==== Supplied data

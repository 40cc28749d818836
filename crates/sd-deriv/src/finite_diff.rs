//! Finite difference stencils.
//!
//! A [`Stencil`] lists every point a derivative formula needs, with steps
//! `h_i` per parameter and bounds handled by switching to one-sided formulas.
//! Points are evaluated once each, in stencil order, and combined into an
//! array whose leading axes are the parameter axes.

use std::collections::HashMap;

use nalgebra::DVector;
use ndarray::{ArrayD, Axis, IxDyn};

use crate::{DerivativeError, DerivativeResult};

/// Offset of a point from the base, as multiples of each step. Sorted by
/// parameter index, zero multiples omitted.
pub type Offsets = Vec<(usize, i32)>;

#[derive(Debug, Clone)]
struct Term {
    /// Parameter index (first derivative) or index pair (second derivative).
    at: (usize, usize),
    /// `(point, weight)` pairs.
    weights: Vec<(usize, f64)>,
}

#[derive(Debug, Clone)]
pub struct Stencil {
    base: DVector<f64>,
    steps: DVector<f64>,
    order: u8,
    offsets: Vec<Offsets>,
    points: Vec<DVector<f64>>,
    terms: Vec<Term>,
}

/// Direction of a one-parameter step that stays inside the bounds.
#[derive(Debug, Clone, Copy, PartialEq, Eq)]
enum Room {
    Both,
    Forward,
    Backward,
}

struct Builder<'a> {
    base: &'a DVector<f64>,
    steps: &'a DVector<f64>,
    bounds: &'a [[f64; 2]],
    index: HashMap<Offsets, usize>,
    offsets: Vec<Offsets>,
    points: Vec<DVector<f64>>,
    terms: Vec<Term>,
}

impl<'a> Builder<'a> {
    fn new(base: &'a DVector<f64>, steps: &'a DVector<f64>, bounds: &'a [[f64; 2]]) -> Self {
        Self {
            base,
            steps,
            bounds,
            index: HashMap::new(),
            offsets: Vec::new(),
            points: Vec::new(),
            terms: Vec::new(),
        }
    }

    fn point(&mut self, offsets: &[(usize, i32)]) -> usize {
        let mut key: Offsets = offsets.iter().copied().filter(|(_, m)| *m != 0).collect();
        key.sort_unstable();
        if let Some(&i) = self.index.get(&key) {
            return i;
        }
        let mut x = self.base.clone();
        for &(i, m) in &key {
            x[i] += f64::from(m) * self.steps[i];
        }
        let i = self.points.len();
        self.index.insert(key.clone(), i);
        self.offsets.push(key);
        self.points.push(x);
        i
    }

    fn fits(&self, i: usize, multiple: i32) -> bool {
        let x = self.base[i] + f64::from(multiple) * self.steps[i];
        let [lower, upper] = self.bounds[i];
        x >= lower && x <= upper
    }

    fn room(&self, i: usize, reach: i32) -> DerivativeResult<Room> {
        match (self.fits(i, reach), self.fits(i, -reach)) {
            (true, true) => Ok(Room::Both),
            (true, false) => Ok(Room::Forward),
            (false, true) => Ok(Room::Backward),
            (false, false) => Err(DerivativeError::invalid(format!(
                "parameter {i}: step {} leaves the bounds {:?} in both directions",
                self.steps[i], self.bounds[i]
            ))),
        }
    }

    fn first(&mut self, i: usize, accuracy_order: u8) -> DerivativeResult<()> {
        let h = self.steps[i];
        let weights = match (accuracy_order, self.room(i, 1)?) {
            (1, Room::Both | Room::Forward) => {
                vec![(self.point(&[(i, 1)]), 1.0 / h), (self.point(&[]), -1.0 / h)]
            }
            (1, Room::Backward) => {
                vec![(self.point(&[]), 1.0 / h), (self.point(&[(i, -1)]), -1.0 / h)]
            }
            (_, Room::Both) => vec![
                (self.point(&[(i, 1)]), 0.5 / h),
                (self.point(&[(i, -1)]), -0.5 / h),
            ],
            (_, Room::Forward) => self.one_sided_first(i, 1)?,
            (_, Room::Backward) => self.one_sided_first(i, -1)?,
        };
        self.terms.push(Term { at: (i, i), weights });
        Ok(())
    }

    /// Second order one-sided first derivative.
    fn one_sided_first(&mut self, i: usize, direction: i32) -> DerivativeResult<Vec<(usize, f64)>> {
        if !self.fits(i, 2 * direction) {
            return Err(DerivativeError::invalid(format!(
                "parameter {i}: one-sided second order step leaves the bounds {:?}",
                self.bounds[i]
            )));
        }
        let h = self.steps[i] * f64::from(direction);
        Ok(vec![
            (self.point(&[]), -1.5 / h),
            (self.point(&[(i, direction)]), 2.0 / h),
            (self.point(&[(i, 2 * direction)]), -0.5 / h),
        ])
    }

    fn diagonal(&mut self, i: usize) -> DerivativeResult<()> {
        let h2 = self.steps[i] * self.steps[i];
        let weights = match self.room(i, 1)? {
            Room::Both => vec![
                (self.point(&[(i, 1)]), 1.0 / h2),
                (self.point(&[]), -2.0 / h2),
                (self.point(&[(i, -1)]), 1.0 / h2),
            ],
            room => {
                let d = if room == Room::Forward { 1 } else { -1 };
                if !self.fits(i, 2 * d) {
                    return Err(DerivativeError::invalid(format!(
                        "parameter {i}: second derivative needs two steps inside {:?}",
                        self.bounds[i]
                    )));
                }
                vec![
                    (self.point(&[]), 1.0 / h2),
                    (self.point(&[(i, d)]), -2.0 / h2),
                    (self.point(&[(i, 2 * d)]), 1.0 / h2),
                ]
            }
        };
        self.terms.push(Term { at: (i, i), weights });
        Ok(())
    }

    fn mixed(&mut self, i: usize, j: usize, accuracy_order: u8) -> DerivativeResult<()> {
        let (room_i, room_j) = (self.room(i, 1)?, self.room(j, 1)?);
        let (hi, hj) = (self.steps[i], self.steps[j]);
        let weights = if accuracy_order >= 2 && room_i == Room::Both && room_j == Room::Both {
            let w = 0.25 / (hi * hj);
            vec![
                (self.point(&[(i, 1), (j, 1)]), w),
                (self.point(&[(i, 1), (j, -1)]), -w),
                (self.point(&[(i, -1), (j, 1)]), -w),
                (self.point(&[(i, -1), (j, -1)]), w),
            ]
        } else {
            let si = if room_i == Room::Backward { -1 } else { 1 };
            let sj = if room_j == Room::Backward { -1 } else { 1 };
            let w = 1.0 / (f64::from(si) * hi * f64::from(sj) * hj);
            vec![
                (self.point(&[(i, si), (j, sj)]), w),
                (self.point(&[(i, si)]), -w),
                (self.point(&[(j, sj)]), -w),
                (self.point(&[]), w),
            ]
        };
        self.terms.push(Term { at: (i, j), weights });
        Ok(())
    }

    fn finish(self, order: u8) -> Stencil {
        Stencil {
            base: self.base.clone(),
            steps: self.steps.clone(),
            order,
            offsets: self.offsets,
            points: self.points,
            terms: self.terms,
        }
    }
}

impl Stencil {
    /// Stencil of a first derivative with respect to every parameter.
    pub fn first_derivative(
        base: DVector<f64>,
        steps: DVector<f64>,
        bounds: &[[f64; 2]],
        accuracy_order: u8,
    ) -> DerivativeResult<Self> {
        check_inputs(&base, &steps, bounds)?;
        let mut builder = Builder::new(&base, &steps, bounds);
        for i in 0..base.len() {
            builder.first(i, accuracy_order)?;
        }
        Ok(builder.finish(1))
    }

    /// Stencil of all second derivatives, including mixed ones.
    pub fn second_derivative(
        base: DVector<f64>,
        steps: DVector<f64>,
        bounds: &[[f64; 2]],
        accuracy_order: u8,
    ) -> DerivativeResult<Self> {
        check_inputs(&base, &steps, bounds)?;
        let mut builder = Builder::new(&base, &steps, bounds);
        for i in 0..base.len() {
            builder.diagonal(i)?;
            for j in i + 1..base.len() {
                builder.mixed(i, j, accuracy_order)?;
            }
        }
        Ok(builder.finish(2))
    }

    pub fn base(&self) -> &DVector<f64> {
        &self.base
    }

    pub fn steps(&self) -> &DVector<f64> {
        &self.steps
    }

    pub fn order(&self) -> u8 {
        self.order
    }

    pub fn parameters_len(&self) -> usize {
        self.base.len()
    }

    /// Every point to evaluate, in evaluation order.
    pub fn points(&self) -> &[DVector<f64>] {
        &self.points
    }

    /// Offsets of [`Stencil::points`] from the base, as step multiples.
    pub fn offsets(&self) -> &[Offsets] {
        &self.offsets
    }

    /// Number of points differing from the base.
    pub fn perturbed_len(&self) -> usize {
        self.offsets.iter().filter(|o| !o.is_empty()).count()
    }

    /// Evaluate every point once, in order, and combine the values.
    ///
    /// All values must share one shape `S`; the result has shape `[n, S..]`
    /// for first and `[n, n, S..]` for second derivatives.
    pub fn combine<F>(&self, mut evaluate: F) -> DerivativeResult<ArrayD<f64>>
    where
        F: FnMut(usize, &DVector<f64>) -> DerivativeResult<ArrayD<f64>>,
    {
        let mut values: Vec<ArrayD<f64>> = Vec::with_capacity(self.points.len());
        for (i, point) in self.points.iter().enumerate() {
            let value = evaluate(i, point)?;
            if let Some(first) = values.first()
                && first.shape() != value.shape()
            {
                return Err(DerivativeError::invalid(format!(
                    "stencil point {i} has shape {:?}, expected {:?}",
                    value.shape(),
                    first.shape()
                )));
            }
            values.push(value);
        }

        let value_shape = values.first().map(|v| v.shape().to_vec()).unwrap_or_default();
        let n = self.parameters_len();
        let mut shape = vec![n; usize::from(self.order)];
        shape.extend_from_slice(&value_shape);
        let mut result = ArrayD::zeros(IxDyn(&shape));

        for term in &self.terms {
            let mut estimate = ArrayD::<f64>::zeros(IxDyn(&value_shape));
            for &(point, weight) in &term.weights {
                estimate.scaled_add(weight, &values[point]);
            }
            let (i, j) = term.at;
            if self.order == 1 {
                result.index_axis_mut(Axis(0), i).assign(&estimate);
            } else {
                result
                    .index_axis_mut(Axis(0), i)
                    .index_axis_move(Axis(0), j)
                    .assign(&estimate);
                result
                    .index_axis_mut(Axis(0), j)
                    .index_axis_move(Axis(0), i)
                    .assign(&estimate);
            }
        }
        Ok(result)
    }
}

fn check_inputs(base: &DVector<f64>, steps: &DVector<f64>, bounds: &[[f64; 2]]) -> DerivativeResult<()> {
    if steps.len() != base.len() || bounds.len() != base.len() {
        return Err(DerivativeError::invalid(format!(
            "{} parameters, {} steps and {} bounds",
            base.len(),
            steps.len(),
            bounds.len()
        )));
    }
    if let Some(i) = steps.iter().position(|h| !(h.is_finite() && *h > 0.0)) {
        return Err(DerivativeError::invalid(format!(
            "step of parameter {i} must be finite and > 0, got {}",
            steps[i]
        )));
    }
    if let Some(i) = (0..base.len()).find(|&i| !(bounds[i][0] <= base[i] && base[i] <= bounds[i][1])) {
        return Err(DerivativeError::invalid(format!(
            "parameter {i} = {} lies outside its bounds {:?}",
            base[i], bounds[i]
        )));
    }
    Ok(())
}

========

## Try it
Copy out, from the material above, each line where the word "struct" is present.

## Response for this exercise
struct Term {
pub struct Stencil {
struct Builder<'a> {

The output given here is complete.